Cover of the 1988 St. Martin's Press first paperback edition with cover art by Blas Gallego.

===1987 edition as The Bridge of Lost Desire (Arbor House)===
- "The Game of Time and Pain"
- "The Tale of Rumor and Desire"
- "The Tale of Gorgik"
- “Return...” A Preface by K. Leslie Steiner (Delany)

===1988 edition as The Bridge of Lost Desire (St. Martin's Press)===
The first paperback edition was identical in content to the 1988 edition, but with cover art by fantasy and comics artist Blas Gallego in the style of previous first editions of the series. The cover was the first in the series to represent the main character as dark-skinned; previous covers in the series had substituted white characters for the people of color described in the books.

===1989 edition as Return to Nevèrÿon (Grafton)===
- "The Game of Time and Pain"
- "The Tale of Rumor and Desire"
- "The Tale of Gorgik"
- "Closures and Openings"
- "Buffon’s Needle" by Robert Wentworth & Samuel R. Delany

===1994 edition as Return to Nevèrÿon (Wesleyan University Press)===
Identical to the 1989 edition, but omits "Buffon's Needle".
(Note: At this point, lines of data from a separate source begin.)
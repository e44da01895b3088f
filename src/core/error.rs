//! Error types for the logging pipeline

pub type Result<T> = std::result::Result<T, LoggerError>;

#[derive(Debug, thiserror::Error)]
pub enum LoggerError {
    /// A caller-supplied argument violates a documented constraint
    #[error("{0}")]
    InvalidArgument(String),

    /// Operational failure at dispatch time
    #[error("{0}")]
    Runtime(String),

    /// A sink write surfaced a low-level fault
    #[error("Unable to write: {source}")]
    WriteFailed {
        #[source]
        source: std::io::Error,
    },

    /// A stream locator could not be opened
    #[error("\"{locator}\" cannot be opened with mode \"{mode}\"")]
    OpenFailed {
        locator: String,
        mode: String,
        #[source]
        source: std::io::Error,
    },

    /// No plugin registered under the requested name
    #[error("A plugin by the name \"{name}\" was not found in the {kind} plugin manager")]
    NotFound { kind: String, name: String },

    /// A plugin factory produced a component of the wrong kind
    #[error("The {kind} plugin manager can not create \"{name}\": {message}")]
    InvalidService {
        kind: String,
        name: String,
        message: String,
    },

    /// Generic IO error
    #[error("IO error: {0}")]
    IoError(#[from] std::io::Error),

    /// JSON serialization error
    #[error("JSON error: {0}")]
    JsonError(#[from] serde_json::Error),
}

impl LoggerError {
    /// Create an invalid argument error
    pub fn invalid_argument<S: Into<String>>(msg: S) -> Self {
        LoggerError::InvalidArgument(msg.into())
    }

    /// Create a runtime error
    pub fn runtime<S: Into<String>>(msg: S) -> Self {
        LoggerError::Runtime(msg.into())
    }

    /// Create a stream open error
    pub fn open_failed(
        locator: impl Into<String>,
        mode: impl Into<String>,
        source: std::io::Error,
    ) -> Self {
        LoggerError::OpenFailed {
            locator: locator.into(),
            mode: mode.into(),
            source,
        }
    }

    /// Create a plugin lookup error
    pub fn not_found(kind: impl Into<String>, name: impl Into<String>) -> Self {
        LoggerError::NotFound {
            kind: kind.into(),
            name: name.into(),
        }
    }

    /// Create a plugin capability error
    pub fn invalid_service(
        kind: impl Into<String>,
        name: impl Into<String>,
        message: impl Into<String>,
    ) -> Self {
        LoggerError::InvalidService {
            kind: kind.into(),
            name: name.into(),
            message: message.into(),
        }
    }

    /// Wrap an options payload that failed to deserialize
    pub(crate) fn invalid_options(component: &str, err: serde_json::Error) -> Self {
        LoggerError::InvalidArgument(format!("Invalid options for {}: {}", component, err))
    }

    /// True for argument validation failures
    pub fn is_invalid_argument(&self) -> bool {
        matches!(self, LoggerError::InvalidArgument(_))
    }

    /// True for dispatch-time failures (no writer, sink write or open failures)
    pub fn is_runtime(&self) -> bool {
        matches!(
            self,
            LoggerError::Runtime(_) | LoggerError::WriteFailed { .. } | LoggerError::OpenFailed { .. }
        )
    }
}
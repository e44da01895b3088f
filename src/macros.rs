//! Logging macros for ergonomic log message formatting.
//!
//! These macros provide a convenient interface for logging with automatic
//! string formatting, similar to `println!` and `format!`. Each one returns
//! the logger's `Result`.
//!
//! # Examples
//!
//! ```
//! use rust_log_pipeline::prelude::*;
//! use rust_log_pipeline::info;
//!
//! let logger = Logger::builder().writer(NoopWriter::new()).build();
//!
//! // Basic logging
//! info!(logger, "Server started").unwrap();
//!
//! // With format arguments
//! let port = 8080;
//! info!(logger, "Server listening on port {}", port).unwrap();
//! ```

/// Log a formatted message at a severity or numeric priority.
///
/// # Examples
///
/// ```
/// # use rust_log_pipeline::prelude::*;
/// # let logger = Logger::builder().writer(NoopWriter::new()).build();
/// use rust_log_pipeline::log;
/// log!(logger, Severity::Info, "Simple message").unwrap();
/// log!(logger, 3, "Error code: {}", 500).unwrap();
/// ```
#[macro_export]
macro_rules! log {
    ($logger:expr, $level:expr, $($arg:tt)+) => {
        $logger.log(i64::from($level), format!($($arg)+), $crate::Extra::new())
    };
}

#[macro_export]
macro_rules! emerg {
    ($logger:expr, $($arg:tt)+) => {
        $crate::log!($logger, $crate::Severity::Emerg, $($arg)+)
    };
}

#[macro_export]
macro_rules! alert {
    ($logger:expr, $($arg:tt)+) => {
        $crate::log!($logger, $crate::Severity::Alert, $($arg)+)
    };
}

/// Log a critical-level message.
///
/// ```
/// # use rust_log_pipeline::prelude::*;
/// # let logger = Logger::builder().writer(NoopWriter::new()).build();
/// use rust_log_pipeline::crit;
/// crit!(logger, "Replica {} unreachable", "db-2").unwrap();
/// ```
#[macro_export]
macro_rules! crit {
    ($logger:expr, $($arg:tt)+) => {
        $crate::log!($logger, $crate::Severity::Crit, $($arg)+)
    };
}

/// Log an error-level message.
///
/// # Examples
///
/// ```
/// # use rust_log_pipeline::prelude::*;
/// # let logger = Logger::builder().writer(NoopWriter::new()).build();
/// use rust_log_pipeline::err;
/// err!(logger, "Failed to connect to database").unwrap();
/// err!(logger, "Error code: {}", 500).unwrap();
/// ```
#[macro_export]
macro_rules! err {
    ($logger:expr, $($arg:tt)+) => {
        $crate::log!($logger, $crate::Severity::Error, $($arg)+)
    };
}

/// Log a warning-level message.
///
/// # Examples
///
/// ```
/// # use rust_log_pipeline::prelude::*;
/// # let logger = Logger::builder().writer(NoopWriter::new()).build();
/// use rust_log_pipeline::warn;
/// warn!(logger, "Low disk space").unwrap();
/// warn!(logger, "Retry attempt {} of {}", 3, 5).unwrap();
/// ```
#[macro_export]
macro_rules! warn {
    ($logger:expr, $($arg:tt)+) => {
        $crate::log!($logger, $crate::Severity::Warn, $($arg)+)
    };
}

#[macro_export]
macro_rules! notice {
    ($logger:expr, $($arg:tt)+) => {
        $crate::log!($logger, $crate::Severity::Notice, $($arg)+)
    };
}

/// Log an info-level message.
///
/// # Examples
///
/// ```
/// # use rust_log_pipeline::prelude::*;
/// # let logger = Logger::builder().writer(NoopWriter::new()).build();
/// use rust_log_pipeline::info;
/// info!(logger, "Application started").unwrap();
/// info!(logger, "Processing {} items", 100).unwrap();
/// ```
#[macro_export]
macro_rules! info {
    ($logger:expr, $($arg:tt)+) => {
        $crate::log!($logger, $crate::Severity::Info, $($arg)+)
    };
}

/// Log a debug-level message.
///
/// # Examples
///
/// ```
/// # use rust_log_pipeline::prelude::*;
/// # let logger = Logger::builder().writer(NoopWriter::new()).build();
/// use rust_log_pipeline::debug;
/// debug!(logger, "Debug information").unwrap();
/// debug!(logger, "Counter value: {}", 10).unwrap();
/// ```
#[macro_export]
macro_rules! debug {
    ($logger:expr, $($arg:tt)+) => {
        $crate::log!($logger, $crate::Severity::Debug, $($arg)+)
    };
}

#[cfg(test)]
mod tests {
    use crate::writers::{MemoryHandle, MemoryWriter};
    use crate::Logger;

    #[test]
    fn test_macros_format_and_set_priority() {
        let handle = MemoryHandle::new();
        let logger = Logger::builder().writer(MemoryWriter::new(handle.clone())).build();

        crate::emerg!(logger, "e{}", 0).unwrap();
        crate::alert!(logger, "a").unwrap();
        crate::crit!(logger, "c").unwrap();
        crate::err!(logger, "x={}", 1).unwrap();
        crate::warn!(logger, "w").unwrap();
        crate::notice!(logger, "n").unwrap();
        crate::info!(logger, "i {} {}", "a", 2).unwrap();
        crate::debug!(logger, "d").unwrap();
        crate::log!(logger, 6, "raw {}", 6).unwrap();

        let events = handle.events();
        let names: Vec<&str> = events.iter().map(|e| e.priority_name.as_str()).collect();
        assert_eq!(
            names,
            vec!["EMERG", "ALERT", "CRIT", "ERR", "WARN", "NOTICE", "INFO", "DEBUG", "INFO"]
        );
        assert_eq!(events[0].message, "e0");
        assert_eq!(events[6].message, "i a 2");
        assert!(events[8].call_site.as_ref().unwrap().file.ends_with("macros.rs"));
    }
}
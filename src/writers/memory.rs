//! In-memory writer for inspection and tests

use super::Writer;
use crate::core::Event;
use crate::core::Result;
use crate::filters::Filter;
use crate::formatters::{Formatter, Simple};
use parking_lot::Mutex;
use std::sync::Arc;

#[derive(Default)]
struct Captured {
    events: Vec<Event>,
    lines: Vec<String>,
}

/// Shared view of everything a [`MemoryWriter`] accepted
#[derive(Clone, Default)]
pub struct MemoryHandle {
    inner: Arc<Mutex<Captured>>,
}

impl MemoryHandle {
    pub fn new() -> Self {
        Self::default()
    }

    /// Accepted events, as they reached the writer
    pub fn events(&self) -> Vec<Event> {
        self.inner.lock().events.clone()
    }

    /// Accepted events rendered by the writer's formatter
    pub fn lines(&self) -> Vec<String> {
        self.inner.lock().lines.clone()
    }

    pub fn len(&self) -> usize {
        self.inner.lock().events.len()
    }

    pub fn is_empty(&self) -> bool {
        self.len() == 0
    }

    pub fn clear(&self) {
        let mut captured = self.inner.lock();
        captured.events.clear();
        captured.lines.clear();
    }
}

/// Keeps accepted events in memory, shared through a [`MemoryHandle`]
///
/// # Example
///
/// ```
/// use rust_log_pipeline::writers::{MemoryHandle, MemoryWriter, Writer};
/// use rust_log_pipeline::{Event, Severity};
///
/// let handle = MemoryHandle::new();
/// let mut writer = MemoryWriter::new(handle.clone());
/// writer.write(&Event::new(Severity::Info, "hello")).unwrap();
/// assert_eq!(handle.events()[0].message, "hello");
/// ```
pub struct MemoryWriter {
    handle: MemoryHandle,
    filters: Vec<Box<dyn Filter>>,
    formatter: Box<dyn Formatter>,
}

impl MemoryWriter {
    pub fn new(handle: MemoryHandle) -> Self {
        Self {
            handle,
            filters: Vec::new(),
            formatter: Box::new(Simple::new()),
        }
    }

    pub fn handle(&self) -> MemoryHandle {
        self.handle.clone()
    }
}

impl Writer for MemoryWriter {
    fn name(&self) -> &str {
        "memory"
    }

    fn filters(&self) -> &[Box<dyn Filter>] {
        &self.filters
    }

    fn add_filter(&mut self, filter: Box<dyn Filter>) {
        self.filters.push(filter);
    }

    fn set_formatter(&mut self, formatter: Box<dyn Formatter>) {
        self.formatter = formatter;
    }

    fn do_write(&mut self, event: &Event) -> Result<()> {
        let line = self.formatter.format(event).to_string();
        let mut captured = self.handle.inner.lock();
        captured.events.push(event.clone());
        captured.lines.push(line);
        Ok(())
    }
}
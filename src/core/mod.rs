//! Core logger types and traits

pub mod config;
pub mod error;
pub mod event;
pub mod field_value;
pub mod hooks;
pub mod logger;
pub mod priority_list;
pub mod registry;
pub mod severity;
pub mod timestamp;

pub use config::{ComponentSpec, LoggerConfig};
pub use error::{LoggerError, Result};
pub use event::{CallSite, Event};
pub use field_value::{Extra, FieldValue};
pub use hooks::{HookRegistration, HookStatus, HostError, HostSeverity, ERROR_PRIORITY_MAP};
pub use logger::{Logger, LoggerBuilder, HOOK_LOCK_TIMEOUT};
pub use priority_list::{PriorityList, DEFAULT_PIPELINE_PRIORITY};
pub use registry::{Factory, Plugin, PluginKind, PluginManager, Registry};
pub use severity::Severity;
pub use timestamp::TimestampFormat;
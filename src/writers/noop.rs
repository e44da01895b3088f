//! Writer that discards everything

use super::Writer;
use crate::core::{Event, Registry, Result};
use crate::filters::Filter;
use crate::formatters::Formatter;

#[derive(Default)]
pub struct NoopWriter {
    filters: Vec<Box<dyn Filter>>,
}

impl NoopWriter {
    pub fn new() -> Self {
        Self::default()
    }

    /// Build from an options payload; only `filters` and `formatter` apply
    pub fn from_options(options: &serde_json::Value, registry: &Registry) -> Result<Self> {
        let mut writer = Self::new();
        super::configure_writer(&mut writer, options, registry)?;
        Ok(writer)
    }
}

impl Writer for NoopWriter {
    fn name(&self) -> &str {
        "noop"
    }

    fn filters(&self) -> &[Box<dyn Filter>] {
        &self.filters
    }

    fn add_filter(&mut self, filter: Box<dyn Filter>) {
        self.filters.push(filter);
    }

    fn set_formatter(&mut self, _formatter: Box<dyn Formatter>) {}

    fn do_write(&mut self, _event: &Event) -> Result<()> {
        Ok(())
    }
}
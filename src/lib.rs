//! # Rust Log Pipeline
//!
//! A structured logging library. Each log call becomes an [`Event`] that
//! flows through priority-ordered processors and then to every writer;
//! each writer applies its own filter chain and formatter.
//!
//! ## Features
//!
//! - **Structured events**: priority, message and an ordered `extra` mapping
//! - **Processors**: request/reference ids, call-site origin, `{key}` interpolation
//! - **Writers**: streams (files, stdout/stderr, open handles), noop, in-memory
//! - **Formatters**: normalized records, JSON lines, templated text
//! - **Configuration**: components created by name from JSON-style options
//! - **Process hooks**: host errors, panics and fatal-shutdown reporting
//!
//! ```
//! use rust_log_pipeline::prelude::*;
//!
//! let handle = MemoryHandle::new();
//! let logger = Logger::builder()
//!     .writer(MemoryWriter::new(handle.clone()))
//!     .build();
//!
//! logger.warn_with("quota at {pct}%", Extra::new().with_field("pct", 91)).unwrap();
//! assert_eq!(handle.events()[0].priority_name, "WARN");
//! ```

pub mod core;
pub mod filters;
pub mod formatters;
pub mod macros;
pub mod processors;
pub mod writers;

pub mod prelude {
    pub use crate::core::{
        CallSite, ComponentSpec, Event, Extra, FieldValue, HookRegistration, HostSeverity, Logger,
        LoggerBuilder, LoggerConfig, LoggerError, PriorityList, Registry, Result, Severity,
        TimestampFormat,
    };
    pub use crate::filters::{Filter, PriorityFilter, RegexFilter, SuppressFilter, Validator, ValidatorFilter};
    pub use crate::formatters::{Base, Formatted, Formatter, Json, Simple};
    pub use crate::processors::{Backtrace, Processor, PsrPlaceholder, ReferenceId, RequestId};
    pub use crate::writers::{MemoryHandle, MemoryWriter, NoopWriter, StreamWriter, Writer};
}

pub use crate::core::{
    CallSite, Event, Extra, FieldValue, Logger, LoggerBuilder, LoggerConfig, LoggerError, Registry,
    Result, Severity, TimestampFormat,
};
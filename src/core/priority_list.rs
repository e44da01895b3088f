//! Pipeline-stage ordering
//!
//! Higher priority values are served first; equal priorities keep their
//! insertion order.

/// Pipeline priority used when none is given
pub const DEFAULT_PIPELINE_PRIORITY: i32 = 1;

struct Slot<T> {
    priority: i32,
    item: T,
}

/// Stable priority-ordered collection
pub struct PriorityList<T> {
    slots: Vec<Slot<T>>,
}

impl<T> PriorityList<T> {
    pub fn new() -> Self {
        Self { slots: Vec::new() }
    }

    /// Insert `item`, placing it after every item with a priority >= its own
    pub fn insert(&mut self, item: T, priority: i32) {
        // slots stay sorted by priority desc, then insertion order
        let idx = self.slots.partition_point(|slot| slot.priority >= priority);
        self.slots.insert(idx, Slot { priority, item });
    }

    pub fn len(&self) -> usize {
        self.slots.len()
    }

    pub fn is_empty(&self) -> bool {
        self.slots.is_empty()
    }

    /// Items in serving order
    pub fn iter(&self) -> impl Iterator<Item = &T> {
        self.slots.iter().map(|slot| &slot.item)
    }

    pub fn iter_mut(&mut self) -> impl Iterator<Item = &mut T> {
        self.slots.iter_mut().map(|slot| &mut slot.item)
    }

    /// Items paired with their pipeline priority, in serving order
    pub fn entries(&self) -> impl Iterator<Item = (i32, &T)> {
        self.slots.iter().map(|slot| (slot.priority, &slot.item))
    }
}

impl<T> Default for PriorityList<T> {
    fn default() -> Self {
        Self::new()
    }
}

impl<T> FromIterator<(T, i32)> for PriorityList<T> {
    fn from_iter<I: IntoIterator<Item = (T, i32)>>(iter: I) -> Self {
        let mut list = PriorityList::new();
        for (item, priority) in iter {
            list.insert(item, priority);
        }
        list
    }
}

#[cfg(test)]
mod tests {
    use super::*;

    #[test]
    fn test_higher_priority_first() {
        let list: PriorityList<&str> = [("low", 1), ("high", 10), ("mid", 5)]
            .into_iter()
            .collect();
        assert_eq!(list.iter().copied().collect::<Vec<_>>(), vec!["high", "mid", "low"]);
    }

    #[test]
    fn test_ties_keep_insertion_order() {
        let mut list = PriorityList::new();
        list.insert("a", 1);
        list.insert("b", 3);
        list.insert("c", 1);
        list.insert("d", 3);
        list.insert("e", 1);

        assert_eq!(
            list.iter().copied().collect::<Vec<_>>(),
            vec!["b", "d", "a", "c", "e"]
        );
        assert_eq!(list.entries().next(), Some((3, &"b")));
    }
}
=="The Game of Time and Pain"==
In the tenth and chronologically final tale in the series, “The Game of Time and Pain” (1985), Gorgik has been successful in his political campaign to end slavery officially throughout the land of Nevèrÿon. The political question is how the nation should deal intelligently with this sudden population of freed slaves. This Gorgik narrates to one of his young sexual partners, a barbarian boy named Udrog, when the two find themselves together in an abandoned castle for the night, just before the passing of a funeral procession of one of Gorgik's major political adversaries. Other than the first tale, this is the only one in which Gorgik is on stage for the majority of the action.

=="The Tale of Rumor and Desire"==
The last of the tales, “The Tale of Rumor and Desire” (1987) goes back in time to gives portrait of a character called Clodon, whom we have seen before (in “The Tale of Fog and Granite”), but who has been fairly minor till now. During the outlaw days of Gorgik the Liberator, when his rebellion was at its most violent, while Gorgik was a hero to many, he was a villain to many others. In an age and a nation where there is no media, numerous people have taken to pretending they are Gorgik the Liberator, some for good and some for evil, for their own ends. In “Fog and Granite” Clodon does exactly this. “Rumor and Desire” shows a set of mosaic pieces from Clodon's life before he decided to take on the Liberator's identity in order to be a more effective highway bandit. As Delany writes in the voice of "K. Leslie Steiner", in the introduction to the entire project (“Return... a preface”, in Tales of Nevèrÿon), the eleventh and final written story, “The Tale of Rumor and Desire”:

... was one Delany wrote when a two-volume collection of all the shorter Nevèrÿon stories and novellas had been planned. That last written story was crafted to make a transition between “The Tale of Dragons and Dreamers” and “The Tale of Fog and Granite” for readers who would not be able to take the journey through the full-length novel, Neveryóna, or: The Tale of Signs and Cities, which, while it naturally falls out as tale number six, was too long to be included in that bipartite omnibus.

=="The Tale of Gorgik"==
While the events of “Rumor and Desire” take place during, or just after, the events of Neveryóna (whose main character is a fifteen-year-old girl, Pryn, who runs away from her village to start traveling around Nevèrÿon, and who, for the first third of the novel, falls in with Gorgik's revolutionary activities when its efforts are centered in Kolhari itself), it has always been published at the end, before a recapitulation of the very first story, "The Tale of Gorgik".